:: Records for the exercise ::
..............................

//! Standard library detection
//!
//! The bundler never embeds modules the interpreter ships with. Detection is
//! an exact lookup of the slash-delimited import path in a fixed table, so
//! `os.path` (`os/path`) is excluded while an unlisted submodule such as
//! `xml/dom/expatbuilder` is still handed to the resolver.

use once_cell::sync::Lazy;
use rustc_hash::FxHashSet;

#[rustfmt::skip]
const STDLIB_MODULES: &[&str] = &[
    // text
    "string", "re", "struct", "difflib", "StringIO", "cStringIO", "textwrap", "codecs",
    "unicodedata", "stringprep", "fpformat",
    // data types
    "datetime", "calendar", "collections", "heapq", "bisect", "array", "sets", "sched", "mutex",
    "Queue", "weakref", "UserDict", "UserList", "UserString", "types", "new", "copy", "pprint",
    "repr",
    // numeric
    "numbers", "math", "cmath", "decimal", "fractions", "random", "itertools", "functools",
    "operator",
    // files and directories
    "os/path", "fileinput", "stat", "statvfs", "filecmp", "tempfile", "glob", "fnmatch",
    "linecache", "shutil", "dircache", "macpath",
    // persistence
    "pickle", "cPickle", "copy_reg", "shelve", "marshal", "anydbm", "whichdb", "dbm", "gdbm",
    "dbhash", "bsddb", "dumbdbm", "sqlite3",
    // compression
    "zlib", "gzip", "bz2", "zipfile", "tarfile",
    // file formats
    "csv", "ConfigParser", "robotparser", "netrc", "xdrlib", "plistlib",
    // crypto
    "hashlib", "hmac", "md5", "sha",
    // os services
    "os", "io", "time", "argparse", "optparse", "getopt", "logging", "logging/config",
    "logging/handlers", "getpass", "curses", "curses/textpad", "curses/ascii", "curses/panel",
    "platform", "errno", "ctypes",
    // optional os services
    "select", "threading", "thread", "dummy_threading", "dummy_thread", "multiprocessing",
    "mmap", "readline", "rlcompleter",
    // ipc and networking
    "subprocess", "socket", "ssl", "signal", "popen2", "asyncore", "asynchat",
    // internet data
    "email", "json", "mailcap", "mailbox", "mhlib", "mimetools", "mimetypes", "MimeWriter",
    "mimify", "multifile", "rfc822", "base64", "binhex", "binascii", "quopri", "uu",
    // markup
    "HTMLParser", "sgmllib", "htmllib", "htmlentitydefs", "xml/etree/ElementTree", "xml/dom",
    "xml/dom/minidom", "xml/dom/pulldom", "xml/sax", "xml/sax/handler", "xml/sax/saxutils",
    "xml/sax/xmlreader", "xml/parsers/expat",
    // internet protocols
    "webbrowser", "cgi", "cgitb", "wsgiref", "urllib", "urllib2", "httplib", "ftplib", "poplib",
    "imaplib", "nntplib", "smtplib", "smtpd", "telnetlib", "uuid", "urlparse", "SocketServer",
    "BaseHTTPServer", "SimpleHTTPServer", "CGIHTTPServer", "cookielib", "Cookie", "xmlrpclib",
    "SimpleXMLRPCServer", "DocXMLRPCServer",
    // multimedia
    "audioop", "imageop", "aifc", "sunau", "wave", "chunk", "colorsys", "imghdr", "sndhdr",
    "ossaudiodev",
    // i18n
    "gettext", "locale",
    // frameworks
    "cmd", "shlex",
    // tk
    "Tkinter", "ttk", "Tix", "ScrolledText", "turtle",
    // development
    "pydoc", "doctest", "unittest", "test", "test/test_support",
    // debugging
    "bdb", "pdb", "hotshot", "timeit", "trace",
    // runtime
    "sys", "sysconfig", "__builtin__", "future_builtins", "__main__", "warnings", "contextlib",
    "abc", "atexit", "traceback", "__future__", "gc", "inspect", "site", "user", "fpectl",
    "distutils",
    // interpreters
    "code", "codeop",
    // restricted execution
    "rexec", "Bastion",
    // importing
    "imp", "importlib", "imputil", "zipimport", "pkgutil", "modulefinder", "runpy",
    // language
    "parser", "ast", "symtable", "symbol", "token", "keyword", "tokenize", "tabnanny", "pyclbr",
    "py_compile", "compileall", "dis", "pickletools",
    // misc
    "formatter",
    // windows
    "msilib", "msvcrt", "_winreg", "winsound",
    // unix
    "posix", "pwd", "spwd", "grp", "crypt", "dl", "termios", "tty", "pty", "fcntl", "pipes",
    "posixfile", "resource", "nis", "syslog", "commands",
    // mac
    "ic", "MacOS", "macostools", "findertools", "EasyDialogs", "FrameWork", "autoGIL",
    "ColorPicker",
    // mac scripting
    "gensuitemodule", "aetools", "aepack", "aetypes", "MiniAEFrame",
    // sgi
    "al", "AL", "cd", "fl", "FL", "flp", "fm", "gl", "DEVICE", "GL", "imgfile", "jpeg",
    // sunos
    "sunaudiodev", "SUNAUDIODEV",
    // python 3 additions
    "asyncio", "typing", "pathlib", "enum", "dataclasses", "concurrent/futures", "contextvars",
    "collections/abc", "importlib/abc", "importlib/util", "importlib/resources", "urllib/parse",
    "urllib/request", "urllib/error", "http", "http/client", "http/server", "queue", "secrets",
    "statistics", "selectors", "zoneinfo", "graphlib", "lzma", "configparser", "html",
    "html/parser", "xml/etree", "builtins", "faulthandler", "tracemalloc", "unittest/mock",
    "venv", "zipapp", "ipaddress", "socketserver", "reprlib", "copyreg", "_thread", "winreg",
    // python 3 submodules
    "email/mime", "email/mime/text", "email/mime/multipart", "email/mime/base",
    "email/mime/application", "email/mime/image", "email/mime/audio", "email/mime/message",
    "email/message", "email/parser", "email/policy", "email/header", "email/headerregistry",
    "email/utils", "email/encoders", "email/generator", "email/charset", "email/errors",
    "importlib/metadata", "importlib/machinery", "json/decoder", "json/encoder", "json/tool",
    "xml/etree/cElementTree", "xml/etree/ElementPath", "xml/dom/minicompat",
    "multiprocessing/pool", "multiprocessing/managers", "multiprocessing/queues",
    "multiprocessing/shared_memory", "multiprocessing/connection", "multiprocessing/dummy",
    "concurrent/futures/thread", "concurrent/futures/process", "asyncio/subprocess",
    "asyncio/events", "asyncio/tasks", "asyncio/queues", "http/cookies", "http/cookiejar",
    "urllib/response", "urllib/robotparser", "wsgiref/simple_server", "wsgiref/util",
    "wsgiref/headers", "wsgiref/validate", "ctypes/util", "ctypes/wintypes", "sqlite3/dbapi2",
    "dbm/dumb", "dbm/gnu", "dbm/ndbm", "encodings/utf_8", "encodings/idna", "encodings/aliases",
    "unittest/case", "unittest/util",
];

static STDLIB_SET: Lazy<FxHashSet<&'static str>> =
    Lazy::new(|| STDLIB_MODULES.iter().copied().collect());

/// Check whether an import path names a module provided by the runtime.
///
/// Relative paths always denote local code and are never excluded.
pub fn is_stdlib_module(import_path: &str) -> bool {
    !import_path.starts_with('.') && STDLIB_SET.contains(import_path)
}
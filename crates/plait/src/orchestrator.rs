use std::path::Path;

use anyhow::{Context, Result};
use log::{debug, info};

use crate::{
    code_generator::{AssembleOptions, assemble},
    config::Config,
    error::BundleError,
    graph_builder::DependencyGraphBuilder,
    python_probe::{SysPathProbe, probe_for},
    resolver::{ModuleResolver, build_search_roots, read_source},
};

/// Runs one bundling request end to end: probe the interpreter, build the
/// search roots, collect the module closure and assemble the script.
#[derive(Debug)]
pub struct BundleOrchestrator {
    config: Config,
    probe: Box<dyn SysPathProbe>,
}

impl BundleOrchestrator {
    /// The probe is chosen from `config.python`.
    pub fn new(config: Config) -> Self {
        let probe = probe_for(config.python.as_deref());
        Self { config, probe }
    }

    /// Replace the interpreter probe.
    pub fn with_probe(mut self, probe: Box<dyn SysPathProbe>) -> Self {
        self.probe = probe;
        self
    }

    /// Bundle `entry_path` into a single script and return its text.
    pub fn bundle(&self, entry_path: &Path) -> Result<String> {
        if !entry_path.is_file() {
            return Err(BundleError::EntryNotFound(entry_path.to_path_buf()).into());
        }
        info!("Bundling {}", entry_path.display());
        let entry_source = read_source(entry_path)?;

        let interpreter_paths = self.probe.probe()?;
        debug!("Probe returned {} paths", interpreter_paths.len());
        let search_roots = build_search_roots(entry_path, &self.config.src, interpreter_paths);
        let resolver = ModuleResolver::new(search_roots);

        let registry = DependencyGraphBuilder::new(&resolver, self.config.resolution)
            .build_closure(entry_path, &entry_source, &self.config.extra_modules)
            .with_context(|| format!("Failed to collect modules for {}", entry_path.display()))?;
        let modules = registry.into_modules();

        let options = AssembleOptions {
            copy_shebang: self.config.copy_shebang,
            default_shebang: self.config.default_shebang.clone(),
        };
        let bundle = assemble(&entry_source, &modules, &options)?;

        info!(
            "Embedded {} modules into {} bytes",
            modules.len(),
            bundle.len()
        );
        Ok(bundle)
    }
}

/// Bundle `entry_path` with `config`, probing `config.python` if set.
pub fn bundle_script(entry_path: &Path, config: &Config) -> Result<String> {
    BundleOrchestrator::new(config.clone()).bundle(entry_path)
}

..............................

:: What you need to do ::
Your output should be an exact copy of the lines from the top of the listing above to the line with "optional os services", both ends included.

:: Problem solution ::
//! Standard library detection
//!
//! The bundler never embeds modules the interpreter ships with. Detection is
//! an exact lookup of the slash-delimited import path in a fixed table, so
//! `os.path` (`os/path`) is excluded while an unlisted submodule such as
//! `xml/dom/expatbuilder` is still handed to the resolver.

use once_cell::sync::Lazy;
use rustc_hash::FxHashSet;

#[rustfmt::skip]
const STDLIB_MODULES: &[&str] = &[
    // text
    "string", "re", "struct", "difflib", "StringIO", "cStringIO", "textwrap", "codecs",
    "unicodedata", "stringprep", "fpformat",
    // data types
    "datetime", "calendar", "collections", "heapq", "bisect", "array", "sets", "sched", "mutex",
    "Queue", "weakref", "UserDict", "UserList", "UserString", "types", "new", "copy", "pprint",
    "repr",
    // numeric
    "numbers", "math", "cmath", "decimal", "fractions", "random", "itertools", "functools",
    "operator",
    // files and directories
    "os/path", "fileinput", "stat", "statvfs", "filecmp", "tempfile", "glob", "fnmatch",
    "linecache", "shutil", "dircache", "macpath",
    // persistence
    "pickle", "cPickle", "copy_reg", "shelve", "marshal", "anydbm", "whichdb", "dbm", "gdbm",
    "dbhash", "bsddb", "dumbdbm", "sqlite3",
    // compression
    "zlib", "gzip", "bz2", "zipfile", "tarfile",
    // file formats
    "csv", "ConfigParser", "robotparser", "netrc", "xdrlib", "plistlib",
    // crypto
    "hashlib", "hmac", "md5", "sha",
    // os services
    "os", "io", "time", "argparse", "optparse", "getopt", "logging", "logging/config",
    "logging/handlers", "getpass", "curses", "curses/textpad", "curses/ascii", "curses/panel",
    "platform", "errno", "ctypes",
    // optional os services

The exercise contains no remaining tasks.